Ok, so either way, the nipple will have to be removed and reattached?  Uh huh.

I gave her my tentative surgery date.  She asked if I had met with the radiation oncologist yet.  Um no, that wasn't set up or anything but I'd like to.  She seemed a little perturbed by this, thinking she had already asked this be done for me at our last appointment.  She asked Vonda to tell Krissy that the referral needs to be done right now.  I stopped at the Radiation Desk on the way out, they will be calling me next week.  It will be good to know exactly how much radiation I will need, how soon after my surgery will they start, and what affect is anticipated on my new boob.  Only my left side will be radiated, on the site where Flopsy used to live, and up into my armpit and lymph nodes.  I won't know how many lymph nodes will be left until after surgery.

Both The Good Witch and I are very curious about what they will find, or not find when they actually get in there during surgery.  Good Witch does not feel anything in the breast anymore and said that Flopsy's nipple shows no signs, as opposed to when I first came in and Flopsy was "tethered" to the cancer.

She asked if plastic surgeon will be able to take care of the weird hole of a scar where my port was.  Yes, I'm not sure if during the initial surgery or if it will be later.  I meet again with True North next Wednesday, and sure we will go into a lot more detail about the surgery.  She did mention that I may have to come back for touch-ups or adjustments to the primary surgery.

I always feel better after talking to The Good Witch.  She is my quarterback.  I asked her, what will it look like after my treatment plan with her is done?  How often will I come back and for what tests and such?  If I do the double mastectomy, no more Mammo's or MRI's on the breasts.  I will still come in for follow-up appointments every three to six months.  Maybe the occasional PET scan and blood work.  The Good Witch will always be in my life, the rest of my life.  She will turn me back over to my primary care physician though for all the other stuff.

It is hard to imagine no longer going to the Cancer Center.  I can't believe I've gone through 4 months and one week of chemo.  Damn.

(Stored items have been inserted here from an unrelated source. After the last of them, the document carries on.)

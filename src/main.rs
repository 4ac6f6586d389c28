mod commands;
mod config;
mod domain;
mod logging;
mod pipeline;

use std::path::PathBuf;

use clap::{Parser, Subcommand};

#[derive(Parser)]
#[command(name = "servpilot", version, about = "Run privileged maintenance pipelines on a Linux server")]
struct Cli {
    /// Path to config file (default: ~/.config/servpilot/config.yaml)
    #[arg(long, global = true)]
    config: Option<PathBuf>,

    /// Log level (overrides config)
    #[arg(long, global = true)]
    log_level: Option<String>,

    /// Pipeline deadline in seconds, 0 to wait forever (overrides config)
    #[arg(long, global = true)]
    timeout: Option<u64>,

    /// Print the dashboard as JSON (same as `dash --format json`)
    #[arg(long)]
    dash: bool,

    #[command(subcommand)]
    command: Option<Commands>,
}

#[derive(Subcommand)]
enum Commands {
    /// Show a one-shot overview of the host
    Dash {
        /// Output format (table or json)
        #[arg(long, default_value = "table")]
        format: String,
    },

    /// Package updates
    Updates {
        #[command(subcommand)]
        command: UpdateCommands,
    },

    /// Reboot the host now
    Reboot {
        /// Password for the escalation program
        password: String,
    },

    /// Power off the host now
    Shutdown {
        /// Password for the escalation program
        password: String,
    },

    /// Manage containers
    Container {
        #[command(subcommand)]
        command: commands::container::ContainerCommands,
    },

    /// Disk usage and model
    Disk {
        #[command(subcommand)]
        command: DiskCommands,
    },

    /// Single host facts
    Info {
        #[command(subcommand)]
        command: commands::info::InfoCommands,
    },
}

#[derive(Subcommand)]
enum UpdateCommands {
    /// Refresh the package index and list upgradable packages
    Check { password: String },
    /// Upgrade every package
    Apply { password: String },
}

#[derive(Subcommand)]
enum DiskCommands {
    /// Usage of the filesystem holding a path
    Usage {
        #[arg(default_value = "/")]
        path: PathBuf,
    },
    /// Model of the disk mounted at a mountpoint
    Label {
        #[arg(default_value = "/")]
        mountpoint: String,
    },
}

fn main() -> anyhow::Result<()> {
    let cli = Cli::parse();

    let mut cfg = config::load(cli.config.as_deref())?;
    if let Some(level) = cli.log_level {
        cfg.log_level = level;
    }
    if let Some(secs) = cli.timeout {
        cfg.timeout_secs = secs;
    }
    logging::init(&cfg.log_level, cfg.log_json);

    let command = match (cli.command, cli.dash) {
        (Some(command), _) => command,
        (None, true) => Commands::Dash {
            format: "json".to_string(),
        },
        (None, false) => anyhow::bail!("no command given (try --help)"),
    };

    match command {
        Commands::Dash { format } => commands::dash::run(&cfg, &format),
        Commands::Updates { command } => match command {
            UpdateCommands::Check { password } => commands::updates::check(&cfg, password),
            UpdateCommands::Apply { password } => commands::updates::apply(&cfg, password),
        },
        Commands::Reboot { password } => commands::power::reboot(&cfg, password),
        Commands::Shutdown { password } => commands::power::shutdown(&cfg, password),
        Commands::Container { command } => commands::container::run(&cfg, command),
        Commands::Disk { command } => match command {
            DiskCommands::Usage { path } => commands::disk::usage(&cfg, &path),
            DiskCommands::Label { mountpoint } => commands::disk::label(&cfg, &mountpoint),
        },
        Commands::Info { command } => commands::info::run(&cfg, command),
    }
}
/// Load averages rounded to three decimals; with `percent`, relative to the
/// number of logical processors.
pub fn scale_load(load: LoadAverage, percent: bool, threads: usize) -> LoadAverage {
    let scale = |value: f64| {
        if percent && threads > 0 {
            round3(value / threads as f64 * 100.0)
        } else {
            round3(value)
        }
    };
    LoadAverage {
        one: scale(load.one),
        five: scale(load.five),
        fifteen: scale(load.fifteen),
    }
}

pub async fn system_load(percent: bool) -> Option<LoadAverage> {
    let raw = tokio::fs::read_to_string("/proc/loadavg")
        .await
        .map_err(|e| warn!(error = %e, "failed to read /proc/loadavg"))
        .ok()?;
    let load = parse_loadavg(&raw)?;
    let threads = if percent { cpu_info().await.threads } else { 0 };
    Some(scale_load(load, percent, threads))
}

// ── Memory ─────────────────────────────────────────────────

pub async fn read_meminfo() -> String {
    tokio::fs::read_to_string("/proc/meminfo")
        .await
        .unwrap_or_else(|e| {
            warn!(error = %e, "failed to read /proc/meminfo");
            String::new()
        })
}

pub fn parse_meminfo_kb(meminfo: &str, field: &str) -> u64 {
    meminfo
        .lines()
        .find(|l| l.starts_with(field) && l[field.len()..].starts_with(':'))
        .and_then(|l| l.split_whitespace().nth(1).and_then(|v| v.parse().ok()))
        .unwrap_or(0)
}

pub fn ram_usage_percent(meminfo: &str) -> f64 {
    let total = parse_meminfo_kb(meminfo, "MemTotal");
    let available = parse_meminfo_kb(meminfo, "MemAvailable");
    usage_percent(total.saturating_sub(available), total)
}

pub fn swap_usage_percent(meminfo: &str) -> f64 {
    let total = parse_meminfo_kb(meminfo, "SwapTotal");
    let free = parse_meminfo_kb(meminfo, "SwapFree");
    usage_percent(total.saturating_sub(free), total)
}

/// RAM in GiB. `used` excludes buffers and page cache, as `free` reports it.
pub fn ram_stats(meminfo: &str) -> RamStats {
    let kb = |field| parse_meminfo_kb(meminfo, field);
    let total = kb("MemTotal");
    let free = kb("MemFree");
    let cache = kb("Buffers") + kb("Cached") + kb("SReclaimable");
    let used = match total.checked_sub(free + cache) {
        Some(used) => used,
        None => total.saturating_sub(free),
    };

    RamStats {
        total: kib_to_gib(total),
        used: kib_to_gib(used),
        available: kib_to_gib(kb("MemAvailable")),
        percent: ram_usage_percent(meminfo),
    }
}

Vonda rolled me back to my chemo chair.  "You feel better, talking to her?"

"I always do."

Vonda shook her head in agreement.

Kitty came back in to change my dressing, peel off the Tegaderm glued to my skin, and clean me all up.  Oh, I forgot.  I asked Good Witch, when can I get my PICC out?????????  The last day of chemo if I want.  I told Kitty.

"Ok great, I can take it out right here, we just pull it out."

Gulp.  Give me my vitamin L that day.

Three more weeks.  Three more weeks of the hardest five months of my life.

So far.  :)

Shit, I hope this ain't the training for some other big who-dee-do.  Gulp.  Double gulp.

Welcome to your life.  Savor the sweet moments.  You never know what shit is right around the corner, making its way down your street, knocking at your door, and asking to be let in.

Savor the sweet.

Savor.

Late afternoon I was talking to Midge on her drive home from work.  I went to sit on the patio and was listening to her talk about her day and upcoming weekend.  There is a wild fennel plant growing in my yard, at least six feet tall.  Tall lime green stalks with lacy flower heads, now all turned to seed.  A flock of the tiniest sweetest birds landed on the plant, and all of them chirped away as they munched on seeds that will never be made into Italian sausage.  Hello.  Hello littlest birds.  Hello.  and then they were gone.

Savor.
   

2 comments:

Jill said...

I love your positive attitude and sense of humor -- two very important things for surviving cancer. Keep hanging-in there!

Anonymous said...

Dear Sweet Lady ~

Keeping all your appointments straight and remaining so upbeat through the tears; you are amazing! You are so "very" special to so many people. Lots of "love" and positive energy coming your way!